French designer Thierry Mugler. Credit: Britta Pedersen/DPA/AFP/Getty Images
French designer Thierry Mugler. Credit: Britta Pedersen/DPA/AFP/Getty Images

French designer Thierry Mugler, who reigned over fashion in the 1980s and died on Sunday, was as famous for his fantastical couture as for his blockbuster fashion shows. He was 73.

Mugler's daring collections came to define the decade's power dressing, with his clothes noted for their structured and sophisticated silhouettes, showcased by his extravagant shows.

"I always thought that fashion was not enough on its own and that it had to be shown in its musical and theatrical environment," he once said.

In later years, he dressed Beyonce and Lady Gaga -- and in 2019 came out of retirement to create Kim Kardashian's Met Gala look.

"We are devastated to announce the passing of Mr. Manfred Thierry Mugler on Sunday January 23rd 2022," said a post on the designer's official Facebook account.

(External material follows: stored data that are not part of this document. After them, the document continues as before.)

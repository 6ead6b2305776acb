// crates/breaker/demos/breaker_demo.rs
//! Demonstration of a shared circuit breaker

use std::io;
use std::sync::Arc;
use std::time::Duration;
use tripwire_breaker::{Breaker, BreakerConfig, BreakerError, BreakerEvent, KillSwitch};
use tripwire_core::Namespace;
use tripwire_store::SqliteStore;

#[tokio::main(flavor = "current_thread")]
async fn main() -> Result<(), Box<dyn std::error::Error>> {
    env_logger::Builder::from_env(env_logger::Env::default().default_filter_or("info")).init();

    println!("Tripwire Circuit Breaker Demo");
    println!("=============================\n");

    let store = Arc::new(SqliteStore::in_memory().await?);
    let (switch, handle) = KillSwitch::manual();

    let config = BreakerConfig::new(Namespace::new("inventory-api")?)
        .with_error_threshold(3)
        .with_error_timeout(Duration::from_millis(500))
        .with_kill_switch(switch)
        .with_callback(|event| match event {
            BreakerEvent::Failure(err) => println!("  callback: watched failure ({})", err),
            BreakerEvent::CircuitOpen => println!("  callback: circuit open"),
        });

    // Two workers share one circuit through the store
    let worker_a = Breaker::new(Arc::clone(&store), config.clone());
    let worker_b = Breaker::new(Arc::clone(&store), config);

    println!("1. Tripping the circuit");
    println!("-----------------------");
    for i in 1..=3 {
        let worker = if i % 2 == 0 { &worker_b } else { &worker_a };
        let result = worker
            .run(|| async {
                Err::<(), _>(io::Error::new(io::ErrorKind::TimedOut, "inventory timed out"))
            })
            .await;
        if let Err(e) = result {
            println!("  Call {}: ✗ {}", i, e);
        }
    }
    println!("  State: {}\n", worker_a.state().await?);

    println!("2. Fast failure while open");
    println!("--------------------------");
    match worker_b.run(|| async { Ok::<_, io::Error>(17) }).await {
        Err(BreakerError::Open) => println!("  ✓ Rejected without calling the dependency"),
        other => println!("  ✗ Unexpected: {:?}", other.map_err(|e| e.to_string())),
    }
    println!();

    println!("3. Kill switch");
    println!("--------------");
    handle.engage();
    let value = worker_a.run(|| async { Ok::<_, io::Error>(17) }).await?;
    println!("  ✓ Bypassed breaker, got {}", value);
    handle.release();
    println!();

    println!("4. Recovery");
    println!("-----------");
    tokio::time::sleep(Duration::from_millis(600)).await;
    let value = worker_a.run(|| async { Ok::<_, io::Error>(17) }).await?;
    println!("  ✓ Circuit closed again, got {}", value);
    println!("  Counter: {}", worker_a.counter().await?);

    Ok(())
}
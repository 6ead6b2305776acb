//! Classification of protected-call failures

use std::collections::BTreeSet;
use std::io;

/// Kind answered by every timeout failure
pub const TIMEOUT: &str = "timeout";

/// Kind answered by refused, reset or aborted connections
pub const CONNECTION: &str = "connection";

/// Kind answered by every `std::io::Error`
pub const IO: &str = "io";

/// A failure that can be matched against watched kind tags
///
/// A failure answers to its own tag and to every broader tag it belongs
/// to. A connect timeout, for example, may answer to both
/// `"connect_timeout"` and `"timeout"`.
pub trait FailureKind: std::error::Error {
    /// Returns true if this failure belongs to `kind`
    fn is_kind(&self, kind: &str) -> bool;
}

impl FailureKind for io::Error {
    fn is_kind(&self, kind: &str) -> bool {
        match kind {
            IO => true,
            TIMEOUT => self.kind() == io::ErrorKind::TimedOut,
            CONNECTION => matches!(
                self.kind(),
                io::ErrorKind::ConnectionRefused
                    | io::ErrorKind::ConnectionReset
                    | io::ErrorKind::ConnectionAborted
            ),
            _ => false,
        }
    }
}

impl FailureKind for tokio::time::error::Elapsed {
    fn is_kind(&self, kind: &str) -> bool {
        kind == TIMEOUT
    }
}

/// Whether a failure counts toward opening the circuit
#[derive(Debug, Clone, Copy, PartialEq, Eq)]
pub enum Classification {
    /// Counts toward the threshold
    Watched,
    /// Resets the counter like a success
    Unwatched,
}

/// Set of failure kinds that count toward opening a circuit
#[derive(Debug, Clone, PartialEq, Eq)]
pub struct WatchedFailures {
    kinds: BTreeSet<String>,
}

impl WatchedFailures {
    /// Creates a set watching the given kinds
    pub fn new<I, K>(kinds: I) -> Self
    where
        I: IntoIterator<Item = K>,
        K: Into<String>,
    {
        Self {
            kinds: kinds.into_iter().map(Into::into).collect(),
        }
    }

    /// Creates a set that watches nothing
    pub fn none() -> Self {
        Self {
            kinds: BTreeSet::new(),
        }
    }

    /// Adds a kind to the set
    pub fn watch(mut self, kind: impl Into<String>) -> Self {
        self.kinds.insert(kind.into());
        self
    }

    /// Returns true if `kind` is watched
    pub fn contains(&self, kind: &str) -> bool {
        self.kinds.contains(kind)
    }

    /// Iterates the watched kinds in sorted order
    pub fn iter(&self) -> impl Iterator<Item = &str> {
        self.kinds.iter().map(String::as_str)
    }

    /// Classifies a failure against this set
    pub fn classify<E: FailureKind + ?Sized>(&self, failure: &E) -> Classification {
        if self.kinds.iter().any(|kind| failure.is_kind(kind)) {
            Classification::Watched
        } else {
            Classification::Unwatched
        }
    }
}

impl Default for WatchedFailures {
    fn default() -> Self {
        Self::new([TIMEOUT])
    }
}
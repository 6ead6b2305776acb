//! The store contract consumed by the circuit state machine

use async_trait::async_trait;
use std::sync::Arc;
use tripwire_core::{CircuitRecord, Namespace, Result, Timestamp};

/// Atomic operations over namespace-keyed circuit records
///
/// Implementations must make each operation atomic at the store level.
/// Concurrent callers (in this process or in others sharing the store) may
/// invoke any operation on the same namespace at any time, and no increment
/// may be lost.
#[async_trait]
pub trait StateStore: Send + Sync {
    /// Adds one to the counter, creating the record at 1 if absent
    async fn upsert_and_increment(&self, namespace: &Namespace) -> Result<()>;

    /// Sets the close time only if the counter is at least `min_counter`
    async fn conditional_set_close_time(
        &self,
        namespace: &Namespace,
        close_time: Timestamp,
        min_counter: u64,
    ) -> Result<()>;

    /// Sets the counter to a fixed value, creating the record if absent
    ///
    /// The close time is left untouched.
    async fn upsert_counter(&self, namespace: &Namespace, value: u64) -> Result<()>;

    /// Reads counter and close time together in one consistent read
    async fn read_record(&self, namespace: &Namespace) -> Result<Option<CircuitRecord>>;
}

#[async_trait]
impl<S: StateStore + ?Sized> StateStore for Arc<S> {
    async fn upsert_and_increment(&self, namespace: &Namespace) -> Result<()> {
        (**self).upsert_and_increment(namespace).await
    }

    async fn conditional_set_close_time(
        &self,
        namespace: &Namespace,
        close_time: Timestamp,
        min_counter: u64,
    ) -> Result<()> {
        (**self)
            .conditional_set_close_time(namespace, close_time, min_counter)
            .await
    }

    async fn upsert_counter(&self, namespace: &Namespace, value: u64) -> Result<()> {
        (**self).upsert_counter(namespace, value).await
    }

    async fn read_record(&self, namespace: &Namespace) -> Result<Option<CircuitRecord>> {
        (**self).read_record(namespace).await
    }
}
//! Error types for guarded calls

use thiserror::Error;
use tripwire_core::StoreError;

/// Result type for guarded calls
pub type BreakerResult<T, E> = Result<T, BreakerError<E>>;

/// Outcome of a guarded call that did not produce a value
///
/// Callers implementing fallbacks should match on `Open` (the breaker
/// refused the call) versus `Failed` (the dependency itself failed).
#[derive(Debug, Error)]
pub enum BreakerError<E> {
    /// Circuit is open; the protected work was not executed
    #[error("Circuit is open")]
    Open,

    /// The protected work failed; the original error, unchanged
    #[error(transparent)]
    Failed(E),

    /// The circuit state store could not be read or written
    ///
    /// `failure` holds the protected work's own error when the store failed
    /// while recording it.
    #[error("Circuit state store failed: {source}")]
    Store {
        #[source]
        source: StoreError,
        failure: Option<E>,
    },
}

impl<E> BreakerError<E> {
    pub(crate) fn store(source: StoreError) -> Self {
        Self::Store {
            source,
            failure: None,
        }
    }

    /// Returns true if the call was rejected by an open circuit
    pub fn is_open(&self) -> bool {
        matches!(self, Self::Open)
    }

    /// Returns true if the breaker's own store failed
    pub fn is_store_error(&self) -> bool {
        matches!(self, Self::Store { .. })
    }

    /// Returns the protected work's error, if it ran and failed
    pub fn failure(&self) -> Option<&E> {
        match self {
            Self::Failed(e) => Some(e),
            Self::Store { failure, .. } => failure.as_ref(),
            Self::Open => None,
        }
    }

    /// Consumes the error, returning the protected work's error if any
    pub fn into_failure(self) -> Option<E> {
        match self {
            Self::Failed(e) => Some(e),
            Self::Store { failure, .. } => failure,
            Self::Open => None,
        }
    }
}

His agent Jean-Baptiste Rougeot, who said the designer had died of "natural causes", added he had been due to announce new collaborations early this week.

Born in Strasbourg in December 1948, as a young teen Mugler joined the Opera du Rhin's ballet company before studying at the School of Decorative Arts.

From a young age he created his own clothes, adapting items bought at nearby flea markets. He moved to Paris aged 20, initially to work with another ballet company -- but was more successful with his own wardrobe.

Mugler soon became a freelance stylist and worked for various fashion houses in Paris, London and Milan.

In 1973, he took the plunge and created his own label "Café de Paris", before founding "Thierry Mugler" a year later.

His designs exacerbated and celebrated women's forms: shoulders accentuated by padding, plunging necklines, constricted waists and rounded hips.

"Dancing taught me a lot about posture, the organization of clothing, the importance of the shoulders, the head carriage, the play and rhythm of the legs," said Mugler.

A showman at heart, he organized spectacular presentations of his creations pioneering the modern spectacle of the 21st century fashion show.

"Today's fashion shows are a continuation of what Mugler invented. The collections were pretexts for fashion shows," recalled Didier Grumbach, former CEO of Thierry Mugler.

He had showmanship in his blood: for the 10th anniversary of his label in 1984, he organized the first public fashion show in Europe with 6,000 attending the rock concert-like show.

But nothing compared to the 20th anniversary celebration in 1995, staged at the Cirque d'Hiver, AFP said.

Models including Jerry Hall, Naomi Campbell, Eva Herzigova and Kate Moss paraded alongside stars such as Tippi Hedren and Julie Newmar with the spectacle culminating in a performance from James Brown.

He was also a pioneer and advocate for trans models with Connie Fleming and Teri Toye walking his shows in the nineties.

"Me being on Mugler's runway, that should have been the end of his business," she told Interview Magazine in 2020. "But his business did not go up in smoke. How does my presence and my being offend you?"

The 1992 launch of his company's first perfume "Angel" -- in collaboration with Clarins, which acquired a stake in the company before taking control in 1997 -- was a runaway success.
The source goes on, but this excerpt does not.